How one city saved $42M on healthcare

In the face of runaway healthcare spending, Houston, Texas, implemented corrective measures that have saved the city more than $40 million in three years, providing an example hospitals may want to follow.

Between 2001 and 2010, the city of Houston's healthcare spending soared from $101 million to around $290 million a year. An estimate in late 2010 projected eventual expenditures of up to $315 million, which officials realized was not sustainable, Houston Human Resources Director Omar Reid (pictured right) told FierceHealthFinance in an exclusive interview.

To address the issue, Reid said, the city government moved from a fully insured model to a self-funded model, generating actual savings of $42 million. While Reid and colleagues applied the model to a city, he said, it could work with other institutions such as hospitals and health systems as well. "What we did was we started looking at a lot of different things, but we really started aggressively managing our data," he said. "The accountable care model that we moved into certainly could be adopted by multiple entities of any size."

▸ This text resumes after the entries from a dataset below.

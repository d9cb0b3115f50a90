//! Schema registry: required column set per submission type.
//!
//! The built-in registry carries the column lists of the four submission
//! templates. An external TOML file with the same shape can replace it
//! without engine changes:
//!
//! ```toml
//! [appropriation]
//! columns = ["AllocationTransferAgencyIdentifier", "AgencyIdentifier", ...]
//! ```

use std::collections::{BTreeMap, BTreeSet, HashMap};
use std::path::Path;

use serde::Deserialize;

use crate::error::ValidatorError;
use crate::model::{normalize_column, SubmissionType, KEY_COLUMNS};

// ---------------------------------------------------------------------------
// Built-in column lists
// ---------------------------------------------------------------------------

const APPROPRIATION_COLUMNS: &[&str] = &[
    "AllocationTransferAgencyIdentifier",
    "AgencyIdentifier",
    "BeginningPeriodOfAvailability",
    "EndingPeriodOfAvailability",
    "AvailabilityTypeCode",
    "MainAccountCode",
    "BudgetAuthorityAppropriatedAmount",
    "UnobligatedAmount",
    "OtherBudgetaryResourcesAmount",
];

const OBJECT_CLASS_PROGRAM_ACTIVITY_COLUMNS: &[&str] = &[
    "AllocationTransferAgencyIdentifier",
    "AgencyIdentifier",
    "BeginningPeriodOfAvailability",
    "EndingPeriodOfAvailability",
    "AvailabilityTypeCode",
    "MainAccountCode",
    "ObjectClass",
    "ObligatedAmount",
    "ProgramActivity",
    "OutlayAmount",
];

const AWARD_COLUMNS: &[&str] = &[
    "piidPrefix",
    "piidAwardYear",
    "piidAwardType",
    "piidAwardNumber",
    "FainAwardNumber",
    "AwardDescription",
    "AwardModAmendmentNumber",
    "ParentAwardIDprefix",
    "ParentAwardYear",
    "ParentAwardType",
    "ParentAwardNumber",
    "RecordType",
    "ActionDateDay",
    "ActionDateMonth",
    "ActionDateYear",
    "TypeOfAction",
    "ReasonForModification",
    "TypeOfContractPricing",
    "idvType",
    "ContractAwardType",
    "AssistanceType",
    "FederalPrimeAward",
    "NonFederalFundingAmount",
    "CurrentTotalFundingObligationAmount",
    "CurrentTotalValueAwardAmount",
    "FaceValueLoanGuarantee",
    "PotentialTotalValueAwardAmount",
    "AwardingAgencyName",
    "AwardingAgencyCode",
    "AwardingSubTierAgencyName",
    "AwardingSubTierAgencyCode",
    "AwardingOfficeName",
    "AwardingOfficeCode",
    "FundingAgencyName",
    "FundingAgencyCode",
    "FundingSubTierAgencyName",
    "FundingOfficeName",
    "FundingOfficeCode",
    "RecipientLegalEntityName",
    "RecipientDunsNumber",
    "RecipientUltimateParentUniqueId",
    "RecipientUltimateParentLegalEntityName",
    "RecipientLegalEntityAddressStreet1",
    "RecipientLegalEntityAddressStreet2",
    "RecipientLegalEntitylCityName",
    "RecipientLegalEntityStateCode",
    "RecipientLegalEntityZip",
    "RecipientLegalEntityZip+4",
    "RecipientLegalEntityPostalCode",
    "RecipientLegalEntityCongresionalDistrict",
    "RecipientLegalEntityCountryCode",
    "RecipientLegalEntityCountryName",
    "HighCompOfficer1FirstName",
    "HighCompOfficer1MiddleInitial",
    "HighCompOfficer1LastName",
    "HighCompOfficer2FirstName",
    "HighCompOfficer2MiddleInitial",
    "HighCompOfficer2LastName",
    "HighCompOfficer3FirstName",
    "HighCompOfficer3MiddleInitial",
    "HighCompOfficer3LastName",
    "HighCompOfficer4FirstName",
    "HighCompOfficer4MiddleInitial",
    "HighCompOfficer4LastName",
    "HighCompOfficer5FirstName",
    "HighCompOfficer5MiddleInitial",
    "HighCompOfficer5LastName",
    "HighCompOfficer1Amount",
    "HighCompOfficer2Amount",
    "HighCompOfficer3Amount",
    "HighCompOfficer4Amount",
    "HighCompOfficer5Amount",
    "BusinessType",
    "NAICS_Code",
    "NAICS_Description",
    "CFDA_Code",
    "CFDA_Description",
    "PeriodOfPerfStartDay",
    "PeriodOfPerfStartMonth",
    "PeriodOfPerfStartYear",
    "PeriodOfPerfCurrentEndDay",
    "PerioOfPerfCurrentEndMonth",
    "PeriodOfPerfCurrentEndYear",
    "PeriodOfPerfPotentialEndDay",
    "PeriodOfPerfPotentialEndMonth",
    "PeriodOfPerfPotentialEndYear",
    "OrderingPeriodEndDay",
    "OrderingPeriodEndMonth",
    "OrderingPeriodEndYear",
    "PlaceOfPerfCity",
    "PlaceOfPerfState",
    "PlaceOfPerfCounty",
    "PlaceOfPerfZip+4",
    "PlaceOfPerfCongressionalDistrict",
    "PlaceOfPerfCountryName",
];

const AWARD_FINANCIAL_COLUMNS: &[&str] = &[
    "AllocationTransferAgencyIdentifier",
    "AgencyIdentifier",
    "BeginningPeriodOfAvailability",
    "EndingPeriodOfAvailability",
    "AvailabilityTypeCode",
    "MainAccountCode",
    "ParentAwardIDprefix",
    "ParentAwardYear",
    "ParentAwardType",
    "ParentAwardNumber",
    "FainAwardNumber",
    "AwardModAmendmentNumber",
    "ObjectClass",
    "TransactionObligatedAmount",
];

// ---------------------------------------------------------------------------
// Schema
// ---------------------------------------------------------------------------

/// Required columns of one submission type. Matching is case- and
/// order-insensitive; duplicates are rejected at construction.
#[derive(Debug, Clone)]
pub struct Schema {
    submission: SubmissionType,
    columns: Vec<String>,
    normalized: BTreeSet<String>,
}

impl Schema {
    pub fn new(submission: SubmissionType, columns: Vec<String>) -> Result<Self, ValidatorError> {
        let mut normalized = BTreeSet::new();
        for column in &columns {
            let norm = normalize_column(column);
            if norm.is_empty() {
                return Err(ValidatorError::config(format!(
                    "schema for {submission}: blank column name"
                )));
            }
            if !normalized.insert(norm) {
                return Err(ValidatorError::config(format!(
                    "schema for {submission}: duplicate column '{}'",
                    column.trim()
                )));
            }
        }
        Ok(Self {
            submission,
            columns: columns.into_iter().map(|c| c.trim().to_string()).collect(),
            normalized,
        })
    }

    /// Built-in template. The static lists are trimmed and duplicate-free
    /// (`builtin_lists_pass_validation`), so no checks run here.
    fn builtin(submission: SubmissionType) -> Self {
        let columns: Vec<String> = builtin_columns(submission)
            .iter()
            .map(|c| c.to_string())
            .collect();
        let normalized = columns.iter().map(|c| normalize_column(c)).collect();
        Self {
            submission,
            columns,
            normalized,
        }
    }

    pub fn submission(&self) -> SubmissionType {
        self.submission
    }

    /// Columns in declaration order.
    pub fn columns(&self) -> &[String] {
        &self.columns
    }

    pub fn contains(&self, column: &str) -> bool {
        self.normalized.contains(&normalize_column(column))
    }

    /// Declared spelling of a column, looked up case-insensitively.
    pub fn canonical(&self, column: &str) -> Option<&str> {
        let wanted = normalize_column(column);
        self.columns
            .iter()
            .find(|c| normalize_column(c) == wanted)
            .map(String::as_str)
    }

    pub(crate) fn normalized(&self) -> &BTreeSet<String> {
        &self.normalized
    }

    /// Whether rows of this submission carry the full TAS.
    pub fn has_budgetary_key(&self) -> bool {
        KEY_COLUMNS.iter().all(|c| self.contains(c))
    }
}

// ---------------------------------------------------------------------------
// Registry
// ---------------------------------------------------------------------------

#[derive(Debug, Clone)]
pub struct SchemaRegistry {
    schemas: BTreeMap<SubmissionType, Schema>,
}

#[derive(Debug, Deserialize)]
struct SchemaFile {
    columns: Vec<String>,
}

impl SchemaRegistry {
    /// Registry with the four built-in submission templates.
    /// Always holds all four types.
    pub fn builtin() -> Self {
        let schemas = SubmissionType::ALL
            .into_iter()
            .map(|submission| (submission, Schema::builtin(submission)))
            .collect();
        Self { schemas }
    }

    /// Parse an external schema definition. All four submission types are required.
    pub fn from_toml(input: &str) -> Result<Self, ValidatorError> {
        let raw: HashMap<String, SchemaFile> = toml::from_str(input)
            .map_err(|e| ValidatorError::config(format!("schema parse error: {e}")))?;

        let mut schemas = BTreeMap::new();
        for (name, def) in raw {
            let submission: SubmissionType = name.parse()?;
            schemas.insert(submission, Schema::new(submission, def.columns)?);
        }

        let missing: Vec<&str> = SubmissionType::ALL
            .iter()
            .filter(|t| !schemas.contains_key(t))
            .map(|t| t.name())
            .collect();
        if !missing.is_empty() {
            return Err(ValidatorError::config(format!(
                "schema file is missing submission type(s): {}",
                missing.join(", ")
            )));
        }

        Ok(Self { schemas })
    }

    pub fn load(path: &Path) -> Result<Self, ValidatorError> {
        let input = std::fs::read_to_string(path)
            .map_err(|e| ValidatorError::Io(format!("cannot read {}: {e}", path.display())))?;
        Self::from_toml(&input)
    }

    pub fn schema_for(&self, submission: SubmissionType) -> Result<&Schema, ValidatorError> {
        self.schemas.get(&submission).ok_or_else(|| {
            ValidatorError::config(format!("no schema registered for {submission}"))
        })
    }
}

impl Default for SchemaRegistry {
    fn default() -> Self {
        Self::builtin()
    }
}

fn builtin_columns(submission: SubmissionType) -> &'static [&'static str] {
    match submission {
        SubmissionType::Appropriation => APPROPRIATION_COLUMNS,
        SubmissionType::ObjectClassProgramActivity => OBJECT_CLASS_PROGRAM_ACTIVITY_COLUMNS,
        SubmissionType::Award => AWARD_COLUMNS,
        SubmissionType::AwardFinancial => AWARD_FINANCIAL_COLUMNS,
    }
}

Aspects of Houston's strategy, such as partnerships with institutions such as Kelsey-Seybold Clinic and physician groups that used coordinated, high-quality care models, are steps "any entity could do," he said.

Hospitals can also take pointers from Houston on chronic disease management, Reid said. As part of its strategy, the city provided medication for certain chronic conditions at a $0 copay to promote adherence, a strategy that he said "not only all entities could do, but I think if you are going to be smart about how you're managing your healthcare dollars, it's a necessity to do it."

The plan was not without its challenges, Reid said. "Most people are used to getting results instantaneously; we took a long-term perspective, and we knew that this was a multi-step process," he said. "If you're looking for overnight success with this type of strategy that we implemented, it's simply not going to come to fruition."